Though UHC consciously made the decision to collect race/ethnic data, it was not without controversy. To this date it is still very controversial, especially the reliability of the race/ethnic data. The information is gathered voluntarily from the patient, or by observation of the registrar, or by medical notes of the provider or by association of the patients name with any combination of the above. Most difficult are the children of inter-racial marriages, where do you classify if the parents dont agree or dont know or dont care. Not to underscore the importance of this issue, politically, this issue is difficult to deal with.
As to costs, UHC incurred thousands of dollars in reprogramming its computer system with its software vendor. UHCs electronic medical record system was not written to collect this type of data. Workflows now had to be changed to accommodate the collection of race/ethnic data, which now required retraining at an additional cost. Cultural sensitivity training of the staff added even more costs.
The Operational Policy Letter #93 from the Department of Health and Human Services, Health Care Financing Administration, dated May 3, 1999 provides for Medicare +Choice Organizations in the collection of race/ethnic data. The five categories of race (American Indian or Alaska Native, Asian, Black or African American, Native Hawaiian or Other Pacific Islander and White) and two categories of ethnicity (Hispanic or Latino and Not Hispanic or Latino) if utilized by all healthcare organizations will require much reprogramming of their systems. Besides, what if the provider is unable to determine the race/ethnic status of the patient or what if the patient refuses to respond. There is no category for unknown. The additional direct and indirect costs could be enormous if providers as a whole are required to collect this data. We all know that the most expensive provider in incurring costs due to change are the institutions (hospitals).
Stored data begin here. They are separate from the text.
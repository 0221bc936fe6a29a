//! 한글 검색어 지원.
//!
//! 한글 회사명 → 영문 회사명 매핑과 영문 → 한글 번역 클라이언트를
//! 제공합니다. 번역은 실패해도 원문을 그대로 돌려주며, 절대 에러를
//! 반환하지 않습니다.

use reqwest::Client;
use std::time::Duration;
use tracing::debug;

/// 한글 회사명 → 영문 회사명 매핑 테이블.
///
/// 사용자가 자주 검색하는 회사들의 큐레이션된 목록입니다.
static KOREAN_COMPANY_MAPPING: &[(&str, &str)] = &[
    // 기술 기업
    ("애플", "Apple"),
    ("구글", "Google"),
    ("알파벳", "Alphabet"),
    ("마이크로소프트", "Microsoft"),
    ("아마존", "Amazon"),
    ("테슬라", "Tesla"),
    ("메타", "Meta"),
    ("페이스북", "Facebook"),
    ("넷플릭스", "Netflix"),
    ("엔비디아", "NVIDIA"),
    ("인텔", "Intel"),
    ("어도비", "Adobe"),
    ("페이팔", "PayPal"),
    ("세일즈포스", "Salesforce"),
    // 금융 기업
    ("제이피모건", "JPMorgan"),
    ("뱅크오브아메리카", "Bank of America"),
    ("웰스파고", "Wells Fargo"),
    ("골드만삭스", "Goldman Sachs"),
    ("모건스탠리", "Morgan Stanley"),
    // 제조/소비재 기업
    ("존슨앤존슨", "Johnson & Johnson"),
    ("프록터앤갬블", "Procter & Gamble"),
    ("코카콜라", "Coca-Cola"),
    ("펩시", "Pepsi"),
    ("월마트", "Walmart"),
    ("홈디포", "Home Depot"),
    ("월트디즈니", "Walt Disney"),
    ("버라이즌", "Verizon"),
    // 기타 유명 기업
    ("버크셔해서웨이", "Berkshire Hathaway"),
    ("유나이티드헬스", "UnitedHealth"),
    ("비자", "Visa"),
    ("마스터카드", "Mastercard"),
    ("맥도날드", "McDonald's"),
    ("스타벅스", "Starbucks"),
    ("나이키", "Nike"),
    ("팔란티어", "Palantir"),
    ("팔란티어테크", "Palantir Technologies"),
];

/// 한글 검색어를 영문 회사명으로 변환합니다.
///
/// 정확히 일치하는 항목을 먼저 찾고, 없으면 양방향 부분 일치를
/// 시도합니다. 매핑이 없으면 원본을 그대로 반환합니다.
pub fn translate_korean_to_english(query: &str) -> String {
    let normalized = query.trim().to_lowercase();

    // 정확한 매칭
    for (korean, english) in KOREAN_COMPANY_MAPPING {
        if normalized == *korean {
            return (*english).to_string();
        }
    }

    // 부분 매칭
    for (korean, english) in KOREAN_COMPANY_MAPPING {
        if korean.contains(&normalized) || normalized.contains(korean) {
            return (*english).to_string();
        }
    }

    query.to_string()
}

/// 영문 → 한글 번역 클라이언트.
///
/// 무료 번역 엔드포인트를 사용하며 5초 타임아웃이 걸려 있습니다.
#[derive(Clone)]
pub struct Translator {
    client: Client,
    endpoint: String,
}

impl Default for Translator {
    fn default() -> Self {
        Self::new()
    }
}

impl Translator {
    /// 기본 엔드포인트로 번역 클라이언트를 생성합니다.
    pub fn new() -> Self {
        let client = Client::builder()
            .timeout(Duration::from_secs(5))
            .user_agent("Mozilla/5.0 (Windows NT 10.0; Win64; x64) AppleWebKit/537.36 (KHTML, like Gecko) Chrome/120.0.0.0 Safari/537.36")
            .build()
            .unwrap_or_default();

        Self {
            client,
            endpoint: "https://translate.googleapis.com/translate_a/single".to_string(),
        }
    }

    /// 영문 텍스트를 한글로 번역합니다.
    ///
    /// 어떤 실패든 원문을 그대로 반환합니다. 빈 입력은 빈 문자열을
    /// 반환합니다.
    pub async fn translate_to_korean(&self, text: &str) -> String {
        if text.trim().is_empty() {
            return String::new();
        }

        match self.request_translation(text).await {
            Some(translated) if !translated.is_empty() => translated,
            _ => {
                debug!("번역 실패, 원문 반환");
                text.to_string()
            }
        }
    }

    async fn request_translation(&self, text: &str) -> Option<String> {
        let response = self
            .client
            .get(&self.endpoint)
            .query(&[
                ("client", "gtx"),
                ("sl", "en"),
                ("tl", "ko"),
                ("dt", "t"),
                ("q", text),
            ])
            .send()
            .await
            .ok()?;

        if !response.status().is_success() {
            return None;
        }

        // 응답 형식: [[["번역", "원문", ...], ...], ...]
        let body: serde_json::Value = response.json().await.ok()?;
        let segments = body.get(0)?.as_array()?;

        let translated: String = segments
            .iter()
            .filter_map(|segment| segment.get(0)?.as_str())
            .collect();

        Some(translated)
    }
}

#[cfg(test)]
mod tests {
    use super::*;

    #[test]
    fn test_exact_match() {
        assert_eq!(translate_korean_to_english("애플"), "Apple");
        assert_eq!(translate_korean_to_english("엔비디아"), "NVIDIA");
        assert_eq!(translate_korean_to_english("팔란티어"), "Palantir");
    }

    #[test]
    fn test_substring_match() {
        // 검색어가 매핑 키를 포함
        assert_eq!(translate_korean_to_english("애플 주가"), "Apple");
        // 매핑 키가 검색어를 포함 (첫 번째 부분 일치가 우선)
        assert_eq!(translate_korean_to_english("팔란티어테"), "Palantir");
    }

    #[test]
    fn test_unmatched_passthrough() {
        assert_eq!(translate_korean_to_english("AAPL"), "AAPL");
        assert_eq!(translate_korean_to_english("없는회사"), "없는회사");
    }

    #[test]
    fn test_whitespace_trimmed() {
        assert_eq!(translate_korean_to_english("  테슬라  "), "Tesla");
    }
}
It is my personal opinion that the Business Case to be made for the collection of this data is strong. I personally do not have a problem with it. What I do have a problem with is the notion of inclusion of this data in the billing/claims transmission records. Providers who transmit claims currently or who plan to do so in the near future are leery of the idea. Why give a payor another excuse to reject the claim if the race/ethnic data is not included with the transmission. What is to prevent a payor from requiring the race/ethnic data as part of the data set to process the providers claim. And what assurances do we have that this data will not be misused (i.e.: red-lining)?
In addition, to a provider, race/ethnic is not a service delivery issue. It is a public health issue and should remain in that domain. The delivery and quality of health care services are the prime concern of providers, not public health issues as it relates to race/ethnic. A provider may for its own purposes attempt to collect this data as in the case of UHC.
For public health purposes the collection and use of race/ethnic data should be clearly stated. The mechanism and the point of collection must be uniform and consistent safeguards must be in place to prevent misuse of this sensitive data.